Water treatment plant project set to begin
Improvements to the town's water treatment plant are set to begin early next month, according to Town Administrator Bruce Keiser.
The improvement project, which was part of a 2004 $6.2 million water improvement bond issue, will feature state-of-the-art technology that is expected to operate at 99-percent efficiency. That means the town would lose only 1 percent of the water treated, as opposed to the 15 percent now lost during the treatment process.
The improvements are needed to ensure that the town complies with current water-quality regulations that the existing plant cannot meet.
Construction on the project is expected to take approximately 20 months and will be conducted by environmental engineers Weston and Sampson CMR Inc., of Peabody, Mass.
The North Reservoir was down 44 inches at last check, according to Keiser, who reported in place of Department of Public Works Director Steve Goslee. However, Keiser noted that Goslee, who was away on town business, had based his report on observations taken prior to last week's rainfall.
Should the reservoir continue to drop in excess of 48 inches, the next level of the town's water restrictions will kick in. This includes a prohibition on all commercial and non-commercial car washing.
In a round-about discussion focusing on what was described as a "merry-go-round" issue, town councilors debated how to best streamline the town's zoning and water permitting process.
Council President David Long who described the town's current permitting process as a "merrygo round" said he wanted to give applicants a clear place to start the application process.
Just where to begin proved difficult for councilors. According to Keiser, Town Zoning Official Fred Brown had indicated that the process should start with water and sewer commission approval prior to moving on to the zoning board. Keiser said that per regulation, applicants must first secure access to water and sewer usage before zoning review can begin.
"To me, it should start at water and sewer," Keiser said.
Councilman Michael Schnack offered a different opinion. Schnack posed that anyone within the jurisdiction of the town water system technically has access to town water. Further, Schnack said that because the design process often undergoes changes due to zoning considerations, water and sewer commissioners could not be assured of the application's final water use.
"Until they go through the [zoning] process, how are we supposed to determine whether they can have approval?" Schnack asked.
Councilor DiGiando acknowledged both sides and expressed his desire to help reduce the consultative cost of development for island residents by streamlining the permit process, but suggested that the issue be tabled until more information could be presented.
Councilors agreed that the matter needed to be further discussed with town zoning, building, and legal staff. It is scheduled to be taken up at the next meeting of the commission in October.
Town rejects Christian
Town Councilors unanimously rejected a request from a Providence based non-profit center that was seeking approval from the town council to install a radio transmitter on top of one of the town's water towers.

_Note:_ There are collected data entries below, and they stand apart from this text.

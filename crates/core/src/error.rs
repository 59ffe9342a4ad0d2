//! Domain rejection model.

use thiserror::Error;

/// Result type used across the domain layer.
pub type LedgerResult<T> = Result<T, LedgerError>;

/// Reasons a ledger transition is rejected.
///
/// Every variant is transition-rejecting: when one is returned, no field of the
/// ledger has changed. Callers may resubmit with adjusted parameters.
#[derive(Debug, Error, Clone, PartialEq, Eq)]
pub enum LedgerError {
    /// `buy` was called without value attached.
    #[error("deposit must be greater than zero")]
    ZeroDeposit,

    /// The curve quoted a zero unit price.
    #[error("unit price must be greater than zero")]
    InvalidPrice,

    /// The deposit rounds down to zero minted units at the current price.
    #[error("deposit too small to mint at least one unit")]
    DepositTooSmall,

    /// `sell` was called for zero units.
    #[error("amount must be greater than zero")]
    ZeroAmount,

    #[error("insufficient balance: available {available}, requested {requested}")]
    InsufficientBalance { available: u128, requested: u128 },

    /// The reserve cannot cover the payout owed at the current price.
    #[error("reserve exhausted: reserve {reserve}, owed {owed}")]
    ReserveExhausted { reserve: u128, owed: u128 },

    #[error("allowance exceeded: allowed {allowed}, requested {requested}")]
    AllowanceExceeded { allowed: u128, requested: u128 },

    #[error("transfer to the null identity")]
    TransferToNullIdentity,

    /// A checked operation would have wrapped.
    #[error("arithmetic overflow")]
    ArithmeticOverflow,

    /// Pricing constants that cannot produce a well-defined price.
    #[error("invalid curve parameters: {0}")]
    InvalidCurve(&'static str),
}

impl LedgerError {
    /// Stable machine-readable code (used by transport layers).
    pub fn code(&self) -> &'static str {
        match self {
            LedgerError::ZeroDeposit => "zero_deposit",
            LedgerError::InvalidPrice => "invalid_price",
            LedgerError::DepositTooSmall => "deposit_too_small",
            LedgerError::ZeroAmount => "zero_amount",
            LedgerError::InsufficientBalance { .. } => "insufficient_balance",
            LedgerError::ReserveExhausted { .. } => "reserve_exhausted",
            LedgerError::AllowanceExceeded { .. } => "allowance_exceeded",
            LedgerError::TransferToNullIdentity => "transfer_to_null_identity",
            LedgerError::ArithmeticOverflow => "arithmetic_overflow",
            LedgerError::InvalidCurve(_) => "invalid_curve",
        }
    }
}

The Mother of Life Center, a private 501(C)3 pro-life counseling and assistance center for pregnant women and girls operating under the teachings of the Catholic Church, submitted correspondence to the council notifying the town of their request in July. On Monday, their request was denied.
The Mother of Life Center had hoped to begin broadcasting non-commercial Christian programming on FM frequency 88.7. However, according to Council President David Long, the nature of the organization and its programming was a matter of concern.
"I don't think it would be appropriate for the town to enter into this agreement because of its religious affiliations," Long said. "If we do this we would have to do the same for every other religious group or special interest."
Council Vice President Julio DiGiando agreed and went on to reiterate his concern over the still undetermined affects of electromagnetic radiation on nearby residents.
Meanwhile, Councilor Michael Schnack said that he felt it would be inappropriate for the town to give away valuable antenna space at no charge when it maintains leases with several other private interests.
• Councilors heard an update on plans to construct several affordable housing units at the town property on Southwest Avenue. According to Keiser, Church Community Housing, which wants to develop the property, recently completed an environmental study which indicated that there were more wetlands than had previously been anticipated. There has been no clear word yet whether Church Community Housing, which had previously been passed over for a state affordable housing grant, should expect to receive funding.
• Councilors also approved the application of Christina Moorehead (owner: Nancy Moorehead) of 11 Watson Avenue for utility expansion/change of use permit.
• Waived the sewer hook-up fee for Alec Broers for an addition to his residence at 32 Mt. Hope Ave.
• Briefly heard an update on the outstanding lease payments by the Dutch Island Harbor Corp. to the town. According to Keiser, the town had sent notice to the lessee and was awaiting a reply.